The company said it hasn't been seeing cutbacks in spend from media companies, even though they've asserted they're looking at cutting costs because of the lack of visibility concerning the economy in 2023.

While I have no reason to doubt that assertion, I do think that could rapidly change as interest rates continue to climb, inflation remains stubbornly high, and companies continue to trim the size of their workforces as growth slows down.

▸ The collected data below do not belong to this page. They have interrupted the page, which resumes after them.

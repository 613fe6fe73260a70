//! ConceptNode — a state vector that fires on similar input.
//!
//! A node compares input against its own state with cosine similarity,
//! rescaled to [0, 1]:
//!
//! ```text
//! activation = (cos(state, input) + 1) / 2
//! active     = activation >= threshold
//! ```
//!
//! Aligned input gives 1.0, orthogonal input 0.5, opposite input 0.0. An
//! all-zero state or input has no direction and gives 0.0.
//!
//! Edges live in the node's own table but point at arena handles; wiring
//! and propagation go through [`ConceptNetwork`](crate::network::ConceptNetwork).

use std::fmt;

use crate::config::NodeConfig;
use crate::error::{NoesisError, Result};
use crate::types::{Edge, NodeId};
use crate::vector;

/// A concept in the network.
#[derive(Debug, Clone)]
pub struct ConceptNode {
    identifier: String,
    state: Vec<f64>,
    /// Outgoing edges, in first-insertion order, at most one per target.
    connections: Vec<Edge>,
    activation_level: f64,
    activation_threshold: f64,
    is_active: bool,
}

impl ConceptNode {
    /// Create a node with an all-zero state of `config.dimension` components.
    pub fn new(identifier: impl Into<String>, config: &NodeConfig) -> Result<Self> {
        config.validate()?;
        Ok(Self {
            identifier: identifier.into(),
            state: vec![0.0; config.dimension],
            connections: Vec::new(),
            activation_level: 0.0,
            activation_threshold: config.activation_threshold,
            is_active: false,
        })
    }

    /// Create a node with an explicit initial state.
    ///
    /// The state is taken as given (not normalized); its length must equal
    /// `config.dimension` and every component must be finite.
    pub fn with_state(
        identifier: impl Into<String>,
        state: Vec<f64>,
        config: &NodeConfig,
    ) -> Result<Self> {
        let mut node = Self::new(identifier, config)?;
        node.check_dimension(&state)?;
        check_finite(&state)?;
        node.state = state;
        Ok(node)
    }

    pub fn identifier(&self) -> &str {
        &self.identifier
    }

    pub fn state(&self) -> &[f64] {
        &self.state
    }

    pub fn dimension(&self) -> usize {
        self.state.len()
    }

    /// Last computed activation, always in [0, 1].
    pub fn activation_level(&self) -> f64 {
        self.activation_level
    }

    pub fn activation_threshold(&self) -> f64 {
        self.activation_threshold
    }

    pub fn is_active(&self) -> bool {
        self.is_active
    }

    /// Outgoing edges in traversal order.
    pub fn connections(&self) -> &[Edge] {
        &self.connections
    }

    /// Weight of the edge to `target`, if one exists.
    pub fn weight_to(&self, target: NodeId) -> Option<f64> {
        self.connections
            .iter()
            .find(|e| e.target == target)
            .map(|e| e.weight)
    }

    /// Insert or replace the edge to `target`. A replaced edge keeps its
    /// position in traversal order. Returns the previous weight.
    pub(crate) fn connect(&mut self, target: NodeId, weight: f64) -> Option<f64> {
        match self.connections.iter_mut().find(|e| e.target == target) {
            Some(edge) => Some(std::mem::replace(&mut edge.weight, weight)),
            None => {
                self.connections.push(Edge { target, weight });
                None
            }
        }
    }

    /// Activate the node against `input` and return the new activation level.
    ///
    /// Fails with `DimensionMismatch` before touching any field when the
    /// input length differs from the state's.
    pub fn activate(&mut self, input: &[f64]) -> Result<f64> {
        self.check_dimension(input)?;

        self.activation_level = if vector::is_zero(&self.state) || vector::is_zero(input) {
            0.0
        } else {
            // None only for NaN or infinite input; treat as degenerate.
            vector::normalized_similarity(&self.state, input).unwrap_or(0.0)
        };
        self.is_active = self.activation_level >= self.activation_threshold;

        tracing::trace!(
            node = %self.identifier,
            activation = self.activation_level,
            active = self.is_active,
            "activated"
        );
        Ok(self.activation_level)
    }

    /// The signal this node sends along an edge of `weight`:
    /// `state * activation_level * weight`.
    pub fn propagation_signal(&self, weight: f64) -> Vec<f64> {
        vector::scaled(&self.state, self.activation_level * weight)
    }

    /// Move the state toward `input`.
    ///
    /// `state = (1 - rate) * state + rate * normalize(input)`, then the
    /// state is renormalized unless it came out all-zero. An all-zero input
    /// leaves the state untouched. Rates outside [0, 1] extrapolate beyond
    /// the old state or the input and are allowed on purpose; only
    /// non-finite rates are rejected.
    ///
    /// Input with a NaN or infinite component fails with
    /// `NonFiniteComponent`, and a rate so large that the blend overflows
    /// fails with `InvalidConfig`. Nothing is mutated on any error.
    pub fn update_state(&mut self, input: &[f64], learning_rate: f64) -> Result<()> {
        self.check_dimension(input)?;
        if !learning_rate.is_finite() {
            return Err(NoesisError::invalid_config(
                "learning_rate",
                learning_rate.to_string(),
                "must be finite",
            ));
        }
        check_finite(input)?;
        if vector::is_zero(input) {
            return Ok(());
        }

        let target = vector::l2_normalized(input);
        let mut blended: Vec<f64> = self
            .state
            .iter()
            .zip(target.iter())
            .map(|(s, t)| (1.0 - learning_rate) * s + learning_rate * t)
            .collect();
        if vector::first_non_finite(&blended).is_some() {
            return Err(NoesisError::invalid_config(
                "learning_rate",
                learning_rate.to_string(),
                "overflows the state",
            ));
        }
        vector::l2_normalize(&mut blended);
        self.state = blended;

        tracing::trace!(node = %self.identifier, learning_rate, "state updated");
        Ok(())
    }

    fn check_dimension(&self, input: &[f64]) -> Result<()> {
        if input.len() != self.state.len() {
            return Err(NoesisError::dimension_mismatch(self.state.len(), input.len()));
        }
        Ok(())
    }
}

fn check_finite(v: &[f64]) -> Result<()> {
    match vector::first_non_finite(v) {
        Some((index, value)) => Err(NoesisError::non_finite_component(index, value)),
        None => Ok(()),
    }
}

impl fmt::Display for ConceptNode {
    fn fmt(&self, f: &mut fmt::Formatter<'_>) -> fmt::Result {
        write!(
            f,
            "Node(id={}, active={}, activation={:.2}, connections={})",
            self.identifier,
            self.is_active,
            self.activation_level,
            self.connections.len()
        )
    }
}
//! Noesis Core Prelude — convenient imports for common usage.
//!
//! ```rust
//! use noesis_core::prelude::*;
//! ```

pub use crate::config::NodeConfig;
pub use crate::network::ConceptNetwork;
pub use crate::node::ConceptNode;
pub use crate::types::{
    Connection, Edge, NetworkSnapshot, NodeId, NodeSnapshot, DEFAULT_CONNECTION_WEIGHT,
};

pub use crate::error::{NoesisError, Result};
//! Configuration for the demo run.

use anyhow::{Context, Result};
use noesis_core::config::{NodeConfig, DEFAULT_ACTIVATION_THRESHOLD, DEFAULT_LEARNING_RATE};
use serde::{Deserialize, Serialize};
use std::path::Path;

use crate::network::CONCEPT_DIMENSION;

/// Demo configuration, read from TOML.
#[derive(Debug, Clone, Default, Serialize, Deserialize)]
pub struct DemoConfig {
    #[serde(default)]
    pub network: NetworkConfig,
    #[serde(default)]
    pub run: RunConfig,
}

#[derive(Debug, Clone, Serialize, Deserialize)]
pub struct NetworkConfig {
    #[serde(default = "default_threshold")]
    pub activation_threshold: f64,
    #[serde(default = "default_learning_rate")]
    pub learning_rate: f64,
}

#[derive(Debug, Clone, Default, Serialize, Deserialize)]
pub struct RunConfig {
    /// Apply the learning rule to every active concept after propagation.
    #[serde(default)]
    pub learn: bool,
}

fn default_threshold() -> f64 { DEFAULT_ACTIVATION_THRESHOLD }
fn default_learning_rate() -> f64 { DEFAULT_LEARNING_RATE }

impl Default for NetworkConfig {
    fn default() -> Self {
        Self {
            activation_threshold: default_threshold(),
            learning_rate: default_learning_rate(),
        }
    }
}

impl DemoConfig {
    /// Load config from `path`, or the defaults when no path is given.
    pub fn load(path: Option<&Path>) -> Result<Self> {
        let Some(path) = path else {
            return Ok(DemoConfig::default());
        };
        let content = std::fs::read_to_string(path)
            .with_context(|| format!("Failed to read config: {}", path.display()))?;
        toml::from_str(&content)
            .with_context(|| format!("Failed to parse config: {}", path.display()))
    }

    /// Generate default config as TOML string.
    pub fn default_toml() -> Result<String> {
        toml::to_string_pretty(&DemoConfig::default()).context("Failed to serialize config")
    }

    /// Take threshold and learning rate from [`NodeConfig::strict`].
    pub fn apply_strict(&mut self) {
        let strict = NodeConfig::strict();
        self.network.activation_threshold = strict.activation_threshold;
        self.network.learning_rate = strict.learning_rate;
    }

    /// Node configuration for the demo's 4-d concepts.
    pub fn node_config(&self) -> Result<NodeConfig> {
        let config = NodeConfig::with_dimension(CONCEPT_DIMENSION)
            .threshold(self.network.activation_threshold)
            .learning_rate(self.network.learning_rate);
        config.validate().context("Invalid network config")?;
        Ok(config)
    }
}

This could have a dramatic impact on the performance of EDR if consumers start to cut back on spending for entertainment and live events and prioritize spending on necessities. If the number of workers laid off or fired continues, and many companies freeze hiring, it's going to create an atmosphere of uncertainty and fear for people, and that almost always results in cutting back on spending until the economic picture gets clearer and companies start to hire again based upon an improved economic growth environment.

More than likely, this would hit its live events business more than the others.

Conclusion

Taking into consideration the loss of revenue and adjusted EBITDA from selling its Endeavor Content business in January 2022, Endeavor Group Holdings, Inc.'s comps are going to improve in the quarters ahead.

Its Owned Sports Properties segment should continue to do strong, led by the UFC. It's my opinion that if things go south with the economy, it'll probably continue to do well, but could also be a canary in the coal mine if things start to get tough. If the UFC shows signs of weakness, the rest of the segments would probably underperform as well. As for its new Sports Data and Technology, that's the potential outlier we have no idea as to how much it'll contribute to the top and bottom lines of the company. If it is profitable from the launch as management expects it to be, it should be a nice tailwind for the company in 2023.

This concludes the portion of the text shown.